With 66 programs dedicated to the environment, there was a shift from faith-focused interpretations of “Earth care” to forward-thinking interfaith-based advocacy at grassroots and international levels. Important programs were the Hindu Declaration on Climate Change, an Indigenous Call to care for the Earth, and a symposium of experts, “Connection to Copenhagen.”
Thousands of messages from Parliament participants reached world leaders who gathered a few days later for COP15 conference in Copenhagen, scripted onto a 200-foot long banner asking to “Protect the Only Earth We Have.” Following the Salt Lake City Parliament, the Parliament sponsored an official Ambassador on Climate to present its appeal to the United Nation’s Secretary General at the COP21 Paris Climate Conference.

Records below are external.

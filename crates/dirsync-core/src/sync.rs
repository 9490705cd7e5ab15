//! Tree synchronization engine
//!
//! A sync is a forward pass (source into destination), an optional reverse
//! pass with the roles swapped, and optional hash verification. Each pass
//! classifies one directory level at a time against live filesystem state,
//! copies source-only entries, updates common files per the update policy,
//! recurses into common directories, and finally purges target-only entries
//! when asked to.

mod actions;
mod executor;
mod orchestrator;
mod reporting;

// Public exports for front-end integration
pub use actions::{Pass, SyncAction};
pub use orchestrator::SyncEngine;
pub use reporting::SyncReporter;

use crate::progress::ProgressEvent;
use crate::verify::VerificationReport;

/// Synchronization result with statistics
#[derive(Debug, Clone, Default, PartialEq, Eq)]
pub struct SyncSummary {
    /// Directories created, including the destination root
    pub directories_created: usize,
    /// Files copied because they were absent on the receiving side
    pub files_copied: usize,
    /// Common files overwritten
    pub files_updated: usize,
    /// Files (and special entries) purged
    pub files_deleted: usize,
    /// Directories purged
    pub directories_deleted: usize,
    /// Names skipped because their kinds differ between sides
    pub type_conflicts: usize,
    /// Entries skipped because they are neither files nor directories
    pub special_skipped: usize,
    /// Hash verification result, when it ran
    pub verification: Option<VerificationReport>,
}

impl SyncSummary {
    /// Total filesystem mutations performed
    #[must_use]
    pub const fn total_operations(&self) -> usize {
        self.directories_created
            + self.files_copied
            + self.files_updated
            + self.files_deleted
            + self.directories_deleted
    }

    /// False only when verification ran and found a difference
    #[must_use]
    pub fn is_converged(&self) -> bool {
        self.verification
            .as_ref()
            .is_none_or(|report| report.all_matched)
    }

    /// Tally one reconciliation event
    pub(crate) fn count(&mut self, event: &ProgressEvent) {
        match event {
            ProgressEvent::DirectoryCreated { .. } => self.directories_created += 1,
            ProgressEvent::FileCopied { .. } => self.files_copied += 1,
            ProgressEvent::FileUpdated { .. } => self.files_updated += 1,
            ProgressEvent::FileDeleted { .. } => self.files_deleted += 1,
            ProgressEvent::DirectoryDeleted { .. } => self.directories_deleted += 1,
            ProgressEvent::TypeConflictSkipped { .. } => self.type_conflicts += 1,
            ProgressEvent::SpecialEntrySkipped { .. } => self.special_skipped += 1,
            ProgressEvent::HashMatch { .. }
            | ProgressEvent::HashMismatch { .. }
            | ProgressEvent::MissingOnOneSide { .. }
            | ProgressEvent::HashUnreadable { .. }
            | ProgressEvent::VerificationSummary { .. } => {}
        }
    }
}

300 “Gifts of Service to the World” included dozens of personal and organizational commitments to sustainable practices and policies by Parliament attendees.
A proclamation of “global warming” called for the attention of the world’s religions at the inaugural plenary, and the principle of care for the Earth and all life was an essential theme of the Global Ethic there adopted.